While violent scenes were par for the course in Nolan’s Dark Knight Trilogy, there was clearly something in Foley’s assault by automobile exceptional enough for the PG-13-aimed film to cross a line well past R-rated territory into offensive NC-17 depths. Thankfully, Modine elaborates on what occurred in the scene, painting a morbid picture, stating:
“The guy that was doubling me got hit by the car. They put a plexiglass thing on the front of [the car] and he got hit. They had ropes to pull him into the air, but he went up and they dropped him from about 15 feet, and the sound of his body hitting the cobblestone street in front of the New York Stock Exchange, it was sickening. And I remember I looked at Christopher Nolan when we shot it and his face was white. He was like, ‘OK, let’s move on. We got that.’ But it was like, ‘Oh my God, is that guy going to get up?

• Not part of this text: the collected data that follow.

// Copyright 2025 the Understory Authors
// SPDX-License-Identifier: Apache-2.0 OR MIT

//! Cell storage traits implemented by the grid backends.

use alloc::boxed::Box;
use alloc::collections::BTreeSet;

use crate::cell::CellCoord;
use crate::regular::RegularGrid;
use crate::types::Scalar;

/// Identity of an inserted element.
///
/// Assigned by the grid on every successful call to `insert`. An element
/// stored in several cells carries the same id in each of them, which is how
/// queries deduplicate multi-cell elements and break distance ties.
#[derive(Copy, Clone, Debug, PartialEq, Eq, PartialOrd, Ord, Hash)]
pub struct ElementId(usize);

impl ElementId {
    pub(crate) const fn new(i: usize) -> Self {
        Self(i)
    }

    /// Insertion order of the element.
    pub const fn get(self) -> usize {
        self.0
    }
}

/// Association between grid cells and stored values used by `GridGeneric`.
///
/// The grid algorithms are written once against this trait and
/// monomorphized per storage, so cell lookups on the query paths are static
/// calls returning concrete iterators.
pub trait CellStorage<T: Scalar, const N: usize, V> {
    /// Iterator over the values of one cell.
    type Values<'a>: Iterator<Item = (ElementId, &'a V)>
    where
        Self: 'a,
        V: 'a;

    /// Values stored in `cell`.
    fn values_in_cell<'a>(&'a self, grid: &RegularGrid<T, N>, cell: &CellCoord<N>)
    -> Self::Values<'a>;

    /// Store `value` in `cell`. Returns whether it was actually stored.
    fn insert_in_cell(
        &mut self,
        grid: &RegularGrid<T, N>,
        cell: CellCoord<N>,
        id: ElementId,
        value: V,
    ) -> bool;

    /// Cells holding at least one value.
    fn non_empty_cells(&self, grid: &RegularGrid<T, N>) -> BTreeSet<CellCoord<N>>;

    /// Every stored `(cell, id, value)` entry.
    fn entries<'a>(
        &'a self,
        grid: &'a RegularGrid<T, N>,
    ) -> Box<dyn Iterator<Item = (CellCoord<N>, ElementId, &'a V)> + 'a>;

    /// Number of stored entries (an element in `k` cells counts `k` times).
    fn len(&self) -> usize;

    /// Whether nothing is stored.
    fn is_empty(&self) -> bool {
        self.len() == 0
    }

    /// Remove every entry.
    fn clear(&mut self);

    /// Finalize the storage after a bulk insertion.
    fn finish(&mut self, _grid: &RegularGrid<T, N>) {}
}

/// Storages that support removing values after insertion.
pub trait ErasableStorage<T: Scalar, const N: usize, V>: CellStorage<T, N, V> {
    /// Remove the values equal to `value` from `cell`. Returns whether any was removed.
    fn erase_in_cell(&mut self, grid: &RegularGrid<T, N>, cell: &CellCoord<N>, value: &V) -> bool
    where
        V: PartialEq;

    /// Remove the entry of element `id` from `cell`. Returns whether it was there.
    fn erase_entry(&mut self, grid: &RegularGrid<T, N>, cell: &CellCoord<N>, id: ElementId)
    -> bool;

    /// Remove every value from `cell`. Returns whether the cell held any.
    fn erase_all_in_cell(&mut self, grid: &RegularGrid<T, N>, cell: &CellCoord<N>) -> bool;
}
// Copyright 2025 the Understory Authors
// SPDX-License-Identifier: Apache-2.0 OR MIT

// After you edit the crate's doc comment, run this command, then check README.md for any missing links
// cargo rdme --workspace-project=understory_grid --heading-base-level=0

//! Understory Grid: an N-dimensional regular grid spatial index.
//!
//! Understory Grid partitions an axis-aligned box into equally sized cells and
//! associates stored values with the cells they touch.
//!
//! - Points occupy the single cell containing them; extended values (boxes,
//!   spheres, anything with a bounding box) occupy every cell their bounding
//!   box overlaps, optionally filtered by a custom cell membership test.
//! - Query the values in a cell or within a sphere.
//! - Find the closest value, or the `k` closest values, under any distance
//!   function, searching outward from the query in rings of cells.
//!
//! It is generic over the scalar type (`f32`, `f64`) and the dimension, and
//! does not depend on any geometry crate. Values enter the grid through the
//! [`Spatial`] trait.
//!
//! Two cell storages are provided:
//!
//! - [`HashTableGrid`]: a hash multimap from cells to values. Insert and erase
//!   at any time; only non-empty cells use memory. Duplicate values in a cell
//!   can be rejected at compile time through a const parameter.
//! - [`StaticGrid`]: values sorted by cell with an offset per cell. Built once,
//!   with contiguous per-cell runs and no erase.
//!
//! # Example
//!
//! ```rust
//! use understory_grid::{HashTableGrid2, Point2, Sphere};
//!
//! let points = [
//!     Point2::new([1.0, 1.0]),
//!     Point2::new([4.0, 2.0]),
//!     Point2::new([9.0, 9.0]),
//! ];
//!
//! // Size the grid for the points and insert them.
//! let grid: HashTableGrid2<Point2<f64>> = HashTableGrid2::from_values(points);
//!
//! // Points within 3 units of the origin.
//! let near = grid.values_in_sphere(&Sphere::new(Point2::new([0.0, 0.0]), 3.0));
//! assert_eq!(near.len(), 1);
//!
//! // The two closest points to (5, 3).
//! let query = Point2::new([5.0, 3.0]);
//! let hits = grid.k_closest_values(&query, 2, |q, p| q.dist(p));
//! assert_eq!(*hits[0].0.value, Point2::new([4.0, 2.0]));
//! assert_eq!(*hits[1].0.value, Point2::new([1.0, 1.0]));
//! ```
//!
//! Static grids are filled once and then built:
//!
//! ```rust
//! use understory_grid::{Aabb, Point2, StaticGrid2};
//!
//! let boxes = [
//!     Aabb::new(Point2::new([0.0, 0.0]), Point2::new([2.0, 2.0])),
//!     Aabb::new(Point2::new([5.0, 5.0]), Point2::new([8.0, 6.0])),
//! ];
//! let grid: StaticGrid2<Aabb<f64, 2>> = StaticGrid2::from_values(boxes);
//! assert!(grid.is_built());
//!
//! let (hit, d) = grid.closest_to_point(&Point2::new([7.0, 9.0])).unwrap();
//! assert_eq!(*hit.value, boxes[1]);
//! assert_eq!(d, 3.0);
//! ```
//!
//! ## Features
//!
//! - `std` (default): float math from the standard library.
//! - `libm`: float math from `libm` for `no_std` targets. One of `std` and
//!   `libm` is required.
//! - `kurbo`: [`Spatial`] for Kurbo's `Point`, `Rect` and `Circle`, and
//!   conversions to and from this crate's 2D types.
//!
//! ### Float semantics
//!
//! This crate assumes no NaNs in coordinates or distances. Debug builds
//! assert on malformed grids.

#![no_std]

#[cfg(feature = "std")]
extern crate std;

extern crate alloc;

#[cfg(not(any(feature = "std", feature = "libm")))]
compile_error!("understory_grid requires either the `std` or `libm` feature");

pub mod cell;
pub mod error;
pub mod grid;
#[cfg(feature = "kurbo")]
mod impl_kurbo;
pub mod regular;
pub mod spatial;
pub mod storage;
pub mod storages;
pub mod types;

pub use cell::{CellBox, CellCoord, CellIter};
pub use error::GridError;
pub use grid::{
    CellEntry, GridGeneric, HashTableGrid, HashTableGrid2, HashTableGrid3, IntersectsCellFn,
    StaticGrid, StaticGrid2, StaticGrid3,
};
pub use regular::{RegularGrid, RegularGrid2, RegularGrid3, best_grid_size};
pub use spatial::{Extent, Spatial};
pub use storage::{CellStorage, ElementId, ErasableStorage};
pub use storages::hash::HashCells;
pub use storages::sorted::SortedCells;
pub use types::{Aabb, Point, Point2, Point3, Scalar, Sphere};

Is he okay?’ But [Nolan] said that if he would have put it in the movie, it would’ve got an NC-17 rating because it was so violent.”

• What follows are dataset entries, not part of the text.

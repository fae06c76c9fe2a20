// Copyright 2025 the Understory Authors
// SPDX-License-Identifier: Apache-2.0 OR MIT

#![cfg(feature = "compare_rstar")]

use criterion::{BatchSize, Criterion, Throughput, black_box, criterion_group, criterion_main};
use understory_grid::{Point3, StaticGrid3};

use rstar::RTree;

#[derive(Clone)]
struct Rng(u64);

impl Rng {
    fn new(seed: u64) -> Self {
        Self(seed)
    }
    fn next_f64(&mut self) -> f64 {
        let mut x = self.0;
        x ^= x << 13;
        x ^= x >> 7;
        x ^= x << 17;
        self.0 = x;
        ((x >> 11) as f64) / ((1u64 << 53) as f64)
    }
}

fn gen_coords(count: usize, seed: u64) -> Vec<[f64; 3]> {
    let mut rng = Rng::new(seed);
    (0..count)
        .map(|_| [rng.next_f64(), rng.next_f64(), rng.next_f64()])
        .collect()
}

fn bench_nearest_external_compare(c: &mut Criterion) {
    let mut group = c.benchmark_group("nearest_external_compare_f64");
    let queries = gen_coords(256, 0xBADC_F00D_1234_5678);
    for &n in &[10_000usize, 100_000] {
        let coords = gen_coords(n, 0xCAFE_F00D_DEAD_BEEF);

        group.throughput(Throughput::Elements(n as u64));
        group.bench_function(format!("understory_build_n{}", n), |b| {
            b.iter_batched(
                || coords.iter().map(|&c| Point3::new(c)).collect::<Vec<_>>(),
                |points| {
                    let grid: StaticGrid3<Point3<f64>> = StaticGrid3::from_values(points);
                    black_box(grid.len());
                },
                BatchSize::SmallInput,
            )
        });
        group.bench_function(format!("rstar_build_bulk_n{}", n), |b| {
            b.iter_batched(
                || coords.clone(),
                |coords| {
                    let tree = RTree::bulk_load(coords);
                    black_box(tree.size());
                },
                BatchSize::SmallInput,
            )
        });

        let grid: StaticGrid3<Point3<f64>> =
            StaticGrid3::from_values(coords.iter().map(|&c| Point3::new(c)));
        let tree = RTree::bulk_load(coords.clone());
        group.throughput(Throughput::Elements(queries.len() as u64));
        group.bench_function(format!("understory_closest_n{}", n), |b| {
            b.iter(|| {
                for q in &queries {
                    black_box(grid.closest_value(&Point3::new(*q), |q, p| q.dist(p)));
                }
            })
        });
        group.bench_function(format!("rstar_nearest_n{}", n), |b| {
            b.iter(|| {
                for q in &queries {
                    black_box(tree.nearest_neighbor(q));
                }
            })
        });
        group.bench_function(format!("understory_k_closest_8_n{}", n), |b| {
            b.iter(|| {
                for q in &queries {
                    black_box(grid.k_closest_values(&Point3::new(*q), 8, |q, p| q.dist(p)));
                }
            })
        });
        group.bench_function(format!("rstar_nearest_iter_8_n{}", n), |b| {
            b.iter(|| {
                for q in &queries {
                    black_box(tree.nearest_neighbor_iter(q).take(8).count());
                }
            })
        });
    }
    group.finish();
}

criterion_group!(benches, bench_nearest_external_compare);
criterion_main!(benches);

Of course, those who saw the final product of The Dark Knight Rises may remember that Foley ended up getting gunned down during the grandiose street conflict between the Gotham Police Department and Bane’s army; something that, in retrospect, was an on-the-fly change to an originally ultraviolent onscreen demise that proved less…impactful. (Too soon?) However, this potentially memorable offering for the annals of automobile-inflicted movie deaths—a category, in this writer’s humble opinion, still topped by the splat-strewn slaying of Paul McCrane’s toxic-waste-blanched thug, Emil, in 1987’s RoboCop—was clearly not worth sacrificing the film to the audience-restricting altar of an NC-17 rating. Certainly, the film’s final $1 billion global gross pretty much confirms that it was the right move.
Likewise, one should not expect anything similarly over-the-top for the future of the Batman film franchise, which happens to be glistening at the moment, with Robert Pattinson donning the cape and cowl for Warner’s DC Extended Universe reboot, The Batman, which just resumed production in England after the star’s reported positive COVID case. However, with the cinematic continuity’s upcoming Flash solo movie set to feature returns for previous big screen Batman stars like Ben Affleck and even Michael Keaton, the possibility of seeing Nolan’s Batman, Christian Bale, back in gruff-voiced vintage form has been raised significantly. – Not so much for Peter Foley, though.